Ultimate fixer-upper a bargain for buyer with right ‘skills’
RIVER frontage, no neighbours, just minutes from the beach and a seller who says the property must go to the highest bidder at Thursday night's auction.
The 4.12ha block is 130m from a public boat ramp and about six minutes by car to Marcoola's sandy stretches.
But there is a major catch.
It's a dump. And a toxic one at that with any new owner having asbestos as well as elevated levels of copper and zinc to contend with.
Agents who have the West Coolum Rd block listed for virtual auction say "the new owner will require effort and consultation with council and other local authorities to have this property ready for your use".
The lengths to which Sunshine Coast Council has gone in the past two years to have unauthorised fill, which has been found to contain construction industry waste, cleared from the site indicate that the effort and consultation could be considerable.
The council issued an enforcement notice against property owner Michelle Anne Casaubon in February 2018.
The notice said about 7000 cubic metres of fill had been placed on the property and the property was being used for industrial activities including recycling, burning and sorting of construction material and other waste.
According to the notice, neither the filling activity nor the recycling had council-approval.
The council wanted the fill removed and other stockpiled materials gone within a matter of months.
Ms Casaubon, through her Coolum-based lawyer Ray Barber, lodged a Planning and Environment Court appeal against the notice about a fortnight later.
It included a statement that she did not live at the property and it was her brother, Mark Coffey, who had started the recycling use and carried out the filling work.
It also said about 2000 cubic metres of fill had ended up on the property, not the 7000 cubic metres stated by the council.
The appeal was before the court until February 28 this year when Judge Glen Cash allowed Ms Casaubon's appeal in part.
The court heard that during that two-year period, Ms Casaubon commissioned a contaminated land assessment to be done by Buddina-based company Environmental Advisers.
Sections of fill were analysed and a report compiled.

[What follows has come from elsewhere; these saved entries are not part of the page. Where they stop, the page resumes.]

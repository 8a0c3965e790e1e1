//! Command: scaffold a new project directory.
//!
//! Writes the dcc option files under `.dcc/`, an optional `.dmake` naming
//! the output, and a wrapper `Makefile`. Nothing is written if any of those
//! already exist, and everything written is removed again if a later step
//! fails.

use std::fmt;
use std::fs;
use std::path::{Path, PathBuf};

use anyhow::{Context, Result};

use super::CommandSetup;
use crate::config::{DMAKEFILE, Settings};
use crate::descriptor::default_output_name;
use crate::error::{self, ConflictError, FsError};
use crate::logging::Logger;
use crate::naming::ModuleKind;
use crate::platform::Platform;
use crate::sources::{Language, MainDetector, RegexMainDetector, SourceResolver, infer_kind};

const DCC_DIR: &str = ".dcc";
const MAKEFILE: &str = "Makefile";
const READ_BY_DCC: &str = "# This file is read by dcc\n\n";
const WARNING_OPTIONS: &str = "-Wall -Wextra -pedantic";
const C_STANDARDS: [&str; 2] = ["c99", "c11"];
const CXX_STANDARDS: [&str; 4] = ["c++11", "c++14", "c++17", "c++20"];
const DEFAULT_C_STANDARD: &str = "c11";
const DEFAULT_CXX_STANDARD: &str = "c++14";

/// Optimisation profile written to the compiler options.
#[derive(Debug, Clone, Copy, PartialEq, Eq, Default)]
pub enum BuildMode {
    #[default]
    Debug,
    Release,
}

impl BuildMode {
    fn from_keyword(word: &str) -> Option<Self> {
        match word {
            "debug" => Some(Self::Debug),
            "release" => Some(Self::Release),
            _ => None,
        }
    }

    const fn options(self) -> &'static str {
        match self {
            Self::Debug => "-DDEBUG\n-O0\n",
            Self::Release => "-DNDEBUG\n-O2\n",
        }
    }
}

impl fmt::Display for BuildMode {
    fn fmt(&self, f: &mut fmt::Formatter<'_>) -> fmt::Result {
        f.write_str(match self {
            Self::Debug => "debug",
            Self::Release => "release",
        })
    }
}

/// Choices made by the init keywords, before defaults are applied.
#[derive(Debug, Clone, PartialEq, Eq, Default)]
pub struct InitOptions {
    pub kind: Option<ModuleKind>,
    pub language: Option<Language>,
    pub standard: Option<String>,
    pub mode: Option<BuildMode>,
    pub output: Option<String>,
}

impl InitOptions {
    /// Classify the init keywords.
    ///
    /// `detected` is the language of the sources already present, if any;
    /// a language keyword must agree with it. `output` is a name given with
    /// `-o`, which a bare name among the keywords may not repeat.
    ///
    /// # Errors
    ///
    /// Returns [`ConflictError::AlreadySpecified`] when a category is given
    /// twice and [`ConflictError::Incompatible`] when a keyword contradicts
    /// the sources or the language.
    pub fn parse(
        keywords: &[String],
        detected: Option<Language>,
        output: Option<&str>,
    ) -> Result<Self, ConflictError> {
        let mut opts = Self {
            language: detected,
            output: output.map(String::from),
            ..Self::default()
        };

        for arg in keywords {
            let arg = arg.as_str();
            if let Some(lang) = Language::from_keyword(arg) {
                match (detected, opts.language) {
                    (Some(found), _) if found != lang => {
                        return Err(ConflictError::Incompatible {
                            arg: arg.to_string(),
                            reason: format!("not the language used by source files, {found}"),
                        });
                    }
                    (None, Some(existing)) => {
                        return Err(already(arg, "language", existing));
                    }
                    _ => opts.language = Some(lang),
                }
            } else if let Some(kind) = ModuleKind::from_keyword(arg) {
                set_once(&mut opts.kind, kind, arg, "project type")?;
            } else if let Some(mode) = BuildMode::from_keyword(arg) {
                set_once(&mut opts.mode, mode, arg, "build mode")?;
            } else if C_STANDARDS.contains(&arg) {
                if opts.language.is_some_and(Language::uses_cxx_compiler) {
                    return Err(incompatible(arg, "C standard specified but this is a C++ project"));
                }
                set_once(&mut opts.standard, arg.to_string(), arg, "language standard")?;
            } else if CXX_STANDARDS.contains(&arg) {
                if opts.language.is_some_and(|l| !l.uses_cxx_compiler()) {
                    return Err(incompatible(arg, "C++ standard specified but this is a C project"));
                }
                set_once(&mut opts.standard, arg.to_string(), arg, "language standard")?;
            } else {
                set_once(&mut opts.output, arg.to_string(), arg, "output filename")?;
            }
        }

        // A language keyword may follow the standard it contradicts.
        if let (Some(std), Some(lang)) = (opts.standard.as_deref(), opts.language) {
            let cxx_standard = CXX_STANDARDS.contains(&std);
            if cxx_standard && !lang.uses_cxx_compiler() {
                return Err(incompatible(std, "C++ standard specified but this is a C project"));
            }
            if !cxx_standard && lang.uses_cxx_compiler() {
                return Err(incompatible(std, "C standard specified but this is a C++ project"));
            }
        }
        Ok(opts)
    }

    /// The language, falling back to what the standard implies.
    #[must_use]
    pub fn effective_language(&self) -> Option<Language> {
        self.language.or_else(|| {
            self.standard.as_deref().map(|std| {
                if CXX_STANDARDS.contains(&std) {
                    Language::Cxx
                } else {
                    Language::C
                }
            })
        })
    }

    /// The `-std=` value, defaulting by language.
    #[must_use]
    pub fn effective_standard(&self) -> Option<String> {
        self.standard.clone().or_else(|| {
            self.effective_language().map(|lang| {
                if lang.uses_cxx_compiler() {
                    DEFAULT_CXX_STANDARD.to_string()
                } else {
                    DEFAULT_C_STANDARD.to_string()
                }
            })
        })
    }
}

fn already(arg: &str, what: &'static str, value: impl fmt::Display) -> ConflictError {
    ConflictError::AlreadySpecified {
        arg: arg.to_string(),
        what,
        value: value.to_string(),
    }
}

fn incompatible(arg: &str, reason: &str) -> ConflictError {
    ConflictError::Incompatible {
        arg: arg.to_string(),
        reason: reason.to_string(),
    }
}

fn set_once<T: fmt::Display>(
    slot: &mut Option<T>,
    value: T,
    arg: &str,
    what: &'static str,
) -> Result<(), ConflictError> {
    if let Some(existing) = slot {
        return Err(already(arg, what, existing));
    }
    *slot = Some(value);
    Ok(())
}

/// Contents of the compiler options file.
#[must_use]
pub fn compiler_options(standard: Option<&str>, mode: BuildMode) -> String {
    let mut text = String::from(READ_BY_DCC);
    if let Some(std) = standard {
        text.push_str(&format!("-std={std}\n"));
    }
    text.push_str(WARNING_OPTIONS);
    text.push_str("\n-g\n");
    text.push_str(mode.options());
    text
}

/// Contents of the wrapper makefile.
#[must_use]
pub fn makefile() -> String {
    [
        ".PHONY: all clean install",
        "prefix?=/usr/local",
        "quiet?=@",
        "sudo?=",
        "all:; $(quiet) dmake",
        "clean:; $(quiet) dmake clean",
        "install: all; $(quiet) $(sudo) dmake --prefix=$(prefix) install",
        "",
    ]
    .join("\n")
}

/// What an init run writes.
#[derive(Debug)]
struct Plan {
    options_file: String,
    options: String,
    kind: ModuleKind,
    dmake: Option<String>,
}

/// Files created so far, removed again on failure.
#[derive(Debug)]
struct Scaffold<'a> {
    base: &'a Path,
    created: Vec<PathBuf>,
    created_dir: Option<PathBuf>,
}

impl<'a> Scaffold<'a> {
    const fn new(base: &'a Path) -> Self {
        Self {
            base,
            created: Vec::new(),
            created_dir: None,
        }
    }

    fn mkdir(&mut self, name: &str) -> error::Result<()> {
        let dir = self.base.join(name);
        fs::create_dir(&dir).map_err(FsError::wrap("create directory", &dir))?;
        self.created_dir = Some(dir);
        Ok(())
    }

    fn write(&mut self, name: &str, content: &str) -> error::Result<()> {
        let path = self.base.join(name);
        if let Err(e) = fs::write(&path, content) {
            let _ = fs::remove_file(&path);
            return Err(FsError::wrap("write", &path)(e).into());
        }
        tracing::debug!("created {name}");
        self.created.push(PathBuf::from(name));
        Ok(())
    }

    fn generate(&mut self, plan: &Plan) -> error::Result<()> {
        self.mkdir(DCC_DIR)?;
        self.write(&plan.options_file, &plan.options)?;
        if plan.kind != ModuleKind::Lib {
            self.write(&format!("{DCC_DIR}/LDFLAGS"), READ_BY_DCC)?;
        }
        if plan.kind == ModuleKind::Exe {
            self.write(&format!("{DCC_DIR}/LIBS"), READ_BY_DCC)?;
        }
        if let Some(dmake) = &plan.dmake {
            self.write(DMAKEFILE, dmake)?;
        }
        self.write(MAKEFILE, &makefile())
    }

    fn rollback(&self) {
        for name in self.created.iter().rev() {
            let _ = fs::remove_file(self.base.join(name));
        }
        if let Some(dir) = &self.created_dir {
            let _ = fs::remove_dir(dir);
        }
    }
}

/// Refuse to run over an existing project.
fn guard(base: &Path) -> Result<(), ConflictError> {
    for (name, what) in [
        (DCC_DIR, ".dcc directory"),
        (DMAKEFILE, ".dmake file"),
        (MAKEFILE, "Makefile"),
    ] {
        if base.join(name).symlink_metadata().is_ok() {
            return Err(ConflictError::AlreadyExists { what });
        }
    }
    Ok(())
}

/// Scaffold the project in `base` and return the files created, relative
/// to `base`.
///
/// # Errors
///
/// Returns an error if an artifact already exists, the keywords conflict,
/// or a file cannot be written. Files written before the failure are
/// removed.
pub fn init_project(
    base: &Path,
    platform: &Platform,
    settings: &Settings,
    detector: &dyn MainDetector,
    output: Option<&str>,
    keywords: &[String],
) -> error::Result<Vec<PathBuf>> {
    guard(base)?;

    let resolver = SourceResolver::new(base, platform);
    let (sources, detected) = match resolver.default_sources(settings.language)? {
        Some((files, lang)) => (files, Some(lang)),
        None => (Vec::new(), settings.language),
    };
    let opts = InitOptions::parse(keywords, detected, output)?;

    let kind = opts.kind.unwrap_or_else(|| {
        infer_kind(
            base,
            &sources,
            detector,
            settings.dll_by_default,
            settings.plugin_by_default,
        )
    });
    let default_name = default_output_name(base);
    let name = opts.output.clone().unwrap_or_else(|| default_name.clone());
    let options_file = if opts.effective_language().is_some_and(Language::uses_cxx_compiler) {
        "CXXFLAGS"
    } else {
        "CFLAGS"
    };
    let standard = opts.effective_standard();

    let plan = Plan {
        options_file: format!("{DCC_DIR}/{options_file}"),
        options: compiler_options(standard.as_deref(), opts.mode.unwrap_or_default()),
        kind,
        dmake: (name != default_name).then(|| format!("{} = {name}\n", kind.config_key())),
    };

    let mut scaffold = Scaffold::new(base);
    let result = scaffold.generate(&plan);
    match result {
        Ok(()) => Ok(scaffold.created),
        Err(e) => {
            scaffold.rollback();
            Err(e)
        }
    }
}

/// Run `dmake init` in the setup's base directory.
///
/// # Errors
///
/// Returns an error if the project cannot be scaffolded.
pub fn run(
    setup: &CommandSetup,
    output: Option<&str>,
    keywords: &[String],
    log: &Logger,
) -> Result<()> {
    log.stage(&format!("initialising {}", setup.base.display()));
    let created = init_project(
        &setup.base,
        &setup.platform,
        &setup.settings,
        &RegexMainDetector::default(),
        output,
        keywords,
    )
    .with_context(|| format!("running init in {}", setup.base.display()))?;
    for path in created {
        log.info(&format!("created {}", path.display()));
    }
    Ok(())
}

It was noted in the report, tendered to the court, that at the time of the inspection, the property was not included on the State Government's Environmental Management Register.
That register lists contaminated or potentially contaminated land.
However, the report's author concluded a listing on the register was required and recommended Ms Casaubon notify the Department of Environment and Science.
The investigation found the fill comprised numerous small disposals from "a variety of off-site sources".
Asbestos and other items not suitable for the land to be used for residential purposes were uncovered.
Copper and zinc levels were higher than ecological criteria in some samples.
"The potential for undetected contamination is considered to be high," the report read, explaining the sampling density used was, at best, one sample per 150 cubic metres of fill.
Judge Cash set aside the council's original enforcement notice and replaced it with a new one that was dated just two days before he handed down his decision.
The new notice required Ms Casaubon to have surface-level asbestos removed or buried under clean fill by November.
It also said if that action was taken, the site would need to remain on the Environmental Management Register.
The council has since gone back to court after last month learning of Ms Casaubon's intention to sell the block.
It wanted the court to order that the enforcement notice be attached to the land, rather than Ms Casaubon, so any new owner would be bound to carry out remediation work.
Real estate agent Keith Blanchard, of North Shore Realty, said he had been looking for buyers who had skills in earthmoving and skills dealing with complicated documentation and environmental orders.
"We've had many inquiries from people who say it is too frightening for them," Mr Blanchard said.
He said potential buyers had been given full disclosure of the issues they would face and it was Ms Casaubon's wish that those conditions be met.
"It will be sold to the highest bidder willing to accept those issues," he said.